Show each line of the records below where the word "message" occurs.

EXERCISE INPUT below:

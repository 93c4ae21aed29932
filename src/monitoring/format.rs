use std::borrow::Cow;

use alloy::primitives::{Address, address};

const WBNB: Address = address!("0xbb4cdb9cbd36b01bd1cbaebf2de08d9173bc095c");
const WETH: Address = address!("0xc02aaa39b223fe8d0a0e5c4f27ead9083c756cc2");

/// 日志里的代币地址缩写，常见包装币直接显示符号。
pub fn short_token(token: &Address) -> Cow<'static, str> {
    if *token == WBNB {
        return Cow::Borrowed("WBNB");
    }
    if *token == WETH {
        return Cow::Borrowed("WETH");
    }
    let full = token.to_string();
    Cow::Owned(format!("{}..{}", &full[..6], &full[full.len() - 4..]))
}
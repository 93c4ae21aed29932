use anyhow::Result;
use clap::Parser;

use quoteswap::cli::{args::Cli, run};

#[tokio::main]
async fn main() -> Result<()> {
    run(Cli::parse()).await
}
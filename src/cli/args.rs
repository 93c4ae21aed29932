use std::path::PathBuf;

use clap::{Args, Parser, Subcommand};

#[derive(Parser, Debug)]
#[command(name = "quoteswap", version, about = "PancakeSwap v2/v3 多链报价与兑换服务")]
pub struct Cli {
    #[arg(
        short,
        long,
        value_name = "FILE",
        help = "配置文件路径（默认查找 quoteswap.toml 或 config/quoteswap.toml）"
    )]
    pub config: Option<PathBuf>,

    #[command(subcommand)]
    pub command: Option<Command>,
}

#[derive(Subcommand, Debug)]
pub enum Command {
    /// 启动 HTTP 服务（默认命令）
    Serve,
    /// 单次报价并输出 JSON
    Quote(QuoteArgs),
    /// 按报价文件执行一次兑换
    Swap(SwapArgs),
    /// 初始化配置模版文件
    Init(InitCmd),
}

#[derive(Args, Debug)]
pub struct QuoteArgs {
    #[arg(long, help = "网络：bsc / eth / base")]
    pub chain: String,
    #[arg(long, default_value = "v3", help = "协议版本：v2 / v3")]
    pub dex: String,
    #[arg(long, value_name = "ADDRESS")]
    pub token_in: String,
    #[arg(long, value_name = "ADDRESS")]
    pub token_out: String,
    #[arg(long, help = "卖出数量（最小单位）")]
    pub amount: u64,
    #[arg(long, default_value_t = 50u32, help = "滑点（基点）")]
    pub slippage_bps: u32,
    #[arg(long, value_name = "FILE", help = "同时把报价写入文件，供 swap 使用")]
    pub output: Option<PathBuf>,
}

#[derive(Args, Debug)]
pub struct SwapArgs {
    #[arg(long, value_name = "FILE", help = "quote 命令输出的报价 JSON")]
    pub quote_path: PathBuf,
    #[arg(long, value_name = "ADDRESS", help = "收款地址，缺省使用配置中的 default_recipient")]
    pub recipient: Option<String>,
}

#[derive(Args, Debug)]
pub struct InitCmd {
    #[arg(long, value_name = "DIR", help = "可选输出目录（默认当前目录）")]
    pub output: Option<PathBuf>,
    #[arg(long, help = "若文件存在则覆盖")]
    pub force: bool,
}
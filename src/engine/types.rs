use std::fmt;
use std::str::FromStr;

use alloy::primitives::{Address, TxHash, U256};
use rust_decimal::Decimal;
use serde::{Deserialize, Serialize};

use crate::chain::Network;

/// 集中流动性费率档位，单位为百分之一基点；顺序即探测优先级。
pub const DEFAULT_FEE_TIERS: [u32; 4] = [500, 1_000, 3_000, 10_000];

pub const BPS_DENOMINATOR: u32 = 10_000;

/// 对外错误码。
pub mod codes {
    pub const APPROVAL_FAILED: u32 = 1;
    pub const INVALID_REQUEST: u32 = 3;
    pub const SWAP_FAILED: u32 = 5;
    pub const INTERNAL: u32 = 13;
}

#[derive(Debug, Clone, Copy, PartialEq, Eq, Hash, PartialOrd, Ord, Serialize, Deserialize)]
#[serde(rename_all = "lowercase")]
pub enum DexVersion {
    V2,
    V3,
}

impl DexVersion {
    pub fn as_str(&self) -> &'static str {
        match self {
            DexVersion::V2 => "v2",
            DexVersion::V3 => "v3",
        }
    }
}

impl fmt::Display for DexVersion {
    fn fmt(&self, f: &mut fmt::Formatter<'_>) -> fmt::Result {
        f.write_str(self.as_str())
    }
}

#[derive(Debug, Clone, PartialEq, Eq)]
pub struct UnsupportedDex(pub String);

impl fmt::Display for UnsupportedDex {
    fn fmt(&self, f: &mut fmt::Formatter<'_>) -> fmt::Result {
        write!(f, "unsupported dex version: {}", self.0)
    }
}

impl std::error::Error for UnsupportedDex {}

impl FromStr for DexVersion {
    type Err = UnsupportedDex;

    fn from_str(value: &str) -> Result<Self, Self::Err> {
        match value {
            "v2" => Ok(DexVersion::V2),
            "v3" => Ok(DexVersion::V3),
            other => Err(UnsupportedDex(other.to_string())),
        }
    }
}

/// 执行时链上最小输出的取值方式。
#[derive(Debug, Clone, Copy, PartialEq, Eq, Default, Serialize, Deserialize)]
#[serde(rename_all = "snake_case")]
pub enum MinOutputPolicy {
    /// 直接使用报价的 amount_out。
    #[default]
    Quoted,
    /// 按报价携带的 slippage_bps 下调 amount_out。
    SlippageAdjusted,
}

impl MinOutputPolicy {
    pub fn min_output(&self, amount_out: U256, slippage_bps: u32) -> U256 {
        match self {
            MinOutputPolicy::Quoted => amount_out,
            MinOutputPolicy::SlippageAdjusted => slippage_adjusted(amount_out, slippage_bps),
        }
    }
}

pub fn slippage_adjusted(amount_out: U256, slippage_bps: u32) -> U256 {
    let bps = U256::from(slippage_bps.min(BPS_DENOMINATOR));
    let denominator = U256::from(BPS_DENOMINATOR);
    let slippage = match amount_out.checked_mul(bps) {
        Some(scaled) => scaled / denominator,
        None => amount_out / denominator * bps,
    };
    amount_out - slippage
}

/// 报价成交价 amount_out / amount_in；数值超出 Decimal 范围时返回 `None`。
pub fn quoted_price(amount_in: U256, amount_out: U256) -> Option<Decimal> {
    if amount_in.is_zero() {
        return None;
    }
    let amount_in = Decimal::from_str(&amount_in.to_string()).ok()?;
    let amount_out = Decimal::from_str(&amount_out.to_string()).ok()?;
    amount_out.checked_div(amount_in)
}

#[derive(Debug, Clone, PartialEq, Eq)]
pub struct QuoteRequest {
    pub token_in: Address,
    pub token_out: Address,
    pub amount: u64,
    pub slippage_bps: u32,
    pub network: Network,
    pub dex: DexVersion,
}

#[derive(Debug, Clone, PartialEq, Eq, Serialize, Deserialize)]
pub struct Quote {
    pub token_in: Address,
    pub token_out: Address,
    #[serde(with = "u256_decimal")]
    pub amount_in: U256,
    #[serde(with = "u256_decimal")]
    pub amount_out: U256,
    pub slippage_bps: u32,
    pub dex: DexVersion,
    pub chain: Network,
    #[serde(default, skip_serializing_if = "Option::is_none")]
    pub fee_tier: Option<u32>,
}

#[derive(Debug, Clone, PartialEq, Eq)]
pub struct SwapRequest {
    pub quote: Quote,
    pub recipient: Address,
}

#[derive(Debug, Clone, Copy, PartialEq, Eq, Serialize, Deserialize)]
#[serde(rename_all = "SCREAMING_SNAKE_CASE")]
pub enum SwapStatus {
    Pending,
    Failed,
}

#[derive(Debug, Clone, PartialEq, Eq, Serialize, Deserialize)]
pub struct SwapErrorPayload {
    pub code: u32,
    pub message: String,
}

#[derive(Debug, Clone, PartialEq, Eq, Serialize, Deserialize)]
pub struct SwapResult {
    #[serde(default, skip_serializing_if = "Option::is_none")]
    pub transaction_hash: Option<TxHash>,
    pub status: SwapStatus,
    #[serde(default, skip_serializing_if = "Option::is_none")]
    pub error: Option<SwapErrorPayload>,
    #[serde(with = "u256_decimal")]
    pub sell_token_qty: U256,
    #[serde(with = "u256_decimal")]
    pub amount_out_min: U256,
    #[serde(default, skip_serializing_if = "Option::is_none")]
    pub fee_tier: Option<u32>,
    #[serde(default, skip_serializing_if = "Option::is_none")]
    pub executed_price: Option<Decimal>,
}

impl SwapResult {
    pub fn pending(tx_hash: TxHash, quote: &Quote, amount_out_min: U256, fee_tier: Option<u32>) -> Self {
        Self {
            transaction_hash: Some(tx_hash),
            status: SwapStatus::Pending,
            error: None,
            sell_token_qty: quote.amount_in,
            amount_out_min,
            fee_tier,
            executed_price: quoted_price(quote.amount_in, quote.amount_out),
        }
    }

    pub fn failed(code: u32, message: impl Into<String>, quote: &Quote) -> Self {
        Self {
            transaction_hash: None,
            status: SwapStatus::Failed,
            error: Some(SwapErrorPayload {
                code,
                message: message.into(),
            }),
            sell_token_qty: quote.amount_in,
            amount_out_min: U256::ZERO,
            fee_tier: None,
            executed_price: None,
        }
    }

    pub fn is_pending(&self) -> bool {
        self.status == SwapStatus::Pending
    }

    pub fn error_code(&self) -> Option<u32> {
        self.error.as_ref().map(|error| error.code)
    }
}

/// `U256` 以十进制字符串序列化，兼容 `0x` 十六进制输入。
pub mod u256_decimal {
    use std::str::FromStr;

    use alloy::primitives::U256;
    use serde::{Deserialize, Deserializer, Serializer, de};

    pub fn serialize<S>(value: &U256, serializer: S) -> Result<S::Ok, S::Error>
    where
        S: Serializer,
    {
        serializer.serialize_str(&value.to_string())
    }

    pub fn deserialize<'de, D>(deserializer: D) -> Result<U256, D::Error>
    where
        D: Deserializer<'de>,
    {
        let raw = String::deserialize(deserializer)?;
        U256::from_str(raw.trim())
            .map_err(|err| de::Error::custom(format!("invalid uint256 `{raw}`: {err}")))
    }
}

End of EXERCISE INPUT.

**WRITTEN REPLY:**
    pub message: String,
    pub fn failed(code: u32, message: impl Into<String>, quote: &Quote) -> Self {
                message: message.into(),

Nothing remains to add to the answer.